The quote was chilling, because it implied that the most powerful government on earth was confident it could be guided, not by empirical evidence, but by its ideological inclinations. Reality, of course, does matter and Rove and his boss learned, both in Iraq and when the economy collapsed in 2008, that there are costs to denying it. Happily, for them, those costs were primarily borne by those who had little choice but to live in the reality-based community: soldiers and civilians in Iraq; US homeowners and workers.
Rove's confidence US Administrations could "create reality" was not entirely naïve, at least in the short-term. For over a century, legitimate analyses of impediments to objectivity (examined in depth by psychology, neuroscience, and post-modernist philosophy, and depicted in the arts) have penetrated our culture, reinforcing the view that "knowledge" is frequently subjective. Ideological appeals often are strengthened by "emotional reasoning," by which our feelings alone validate what constitutes a fact.
Professional journalism, often viewed as a powerful countervailing force to ideology and propaganda, has failed. As practiced on network television, where most people seek news, "objectivity" is not defined by a search for verifiable facts and accurate interpretations, but "even-handedness." News presenters believe they are being "objective" if they allow each side equal time to express themselves. Interviewees are almost never challenged and virtually any reply to a rare follow-up question will be accepted. Journalists have become mere stenographers. (The glaring exception to "even-handedness" is Fox News, which explicitly tailors journalism to be in sync with Republican Party ideology at the expense of accuracy).
The internet (including social media), television news' chief rival, works in the opposite direction. Users reinforce their pre-existing ideology by typically choosing to increase exposure to partisan political news and views. Thus, as with television journalism, the internet does not induce many to challenge their own biases.
Karl Rove was a cynical political visionary, but Donald Trump's surreal road to the White House is that vision's nightmarish embodiment. The term "truth," which once indicated a claim supported by incontestable facts, has, because of Trump, been re-defined. Sometimes it means "truthiness," coined by Stephen Colbert, signifying phenomena which feel true though not supported by fact (e.g., gun ownership saves lives).

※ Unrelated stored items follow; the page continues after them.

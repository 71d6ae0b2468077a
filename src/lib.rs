//! Birthday Bot — chat front-end for subscribing to colleagues' birthdays.

pub mod activation;
pub mod auth;
pub mod channels;
pub mod config;
pub mod conversation;
pub mod directory;
pub mod dispatcher;
pub mod error;
pub mod models;
pub mod notify;
pub mod reminders;
pub mod store;
pub mod subscribe;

Oftentimes, however, assertions are almost impossible to believe (e.g., Obama founded ISIS). Almost.
Trump has set a likely unbreakable record for a President-elect by having made hundreds of baseless claims since last year. Yet, polls indicated voters perceived Hillary Clinton, though actually far less prone to tell blatant lies, less honest. For this to be comprehensible, truth has had to be re-defined as communicating whatever one honestly believes, even if it may not, or, almost certainly, could not be true.
Facts are "trumped" by beliefs, when the purveyor of false information is not viewed as disingenuous. Hillary Clinton's far greater factual accuracy, even if accepted, was irrelevant, because she was thought to be consciously lying about her emails, and a willing Wall Street puppet. Oddly, Trump's refusal to release his taxes, or disclose his business with Russian oligarchs tied to Vladimir Putin, was never perceived by his supporters in the same light.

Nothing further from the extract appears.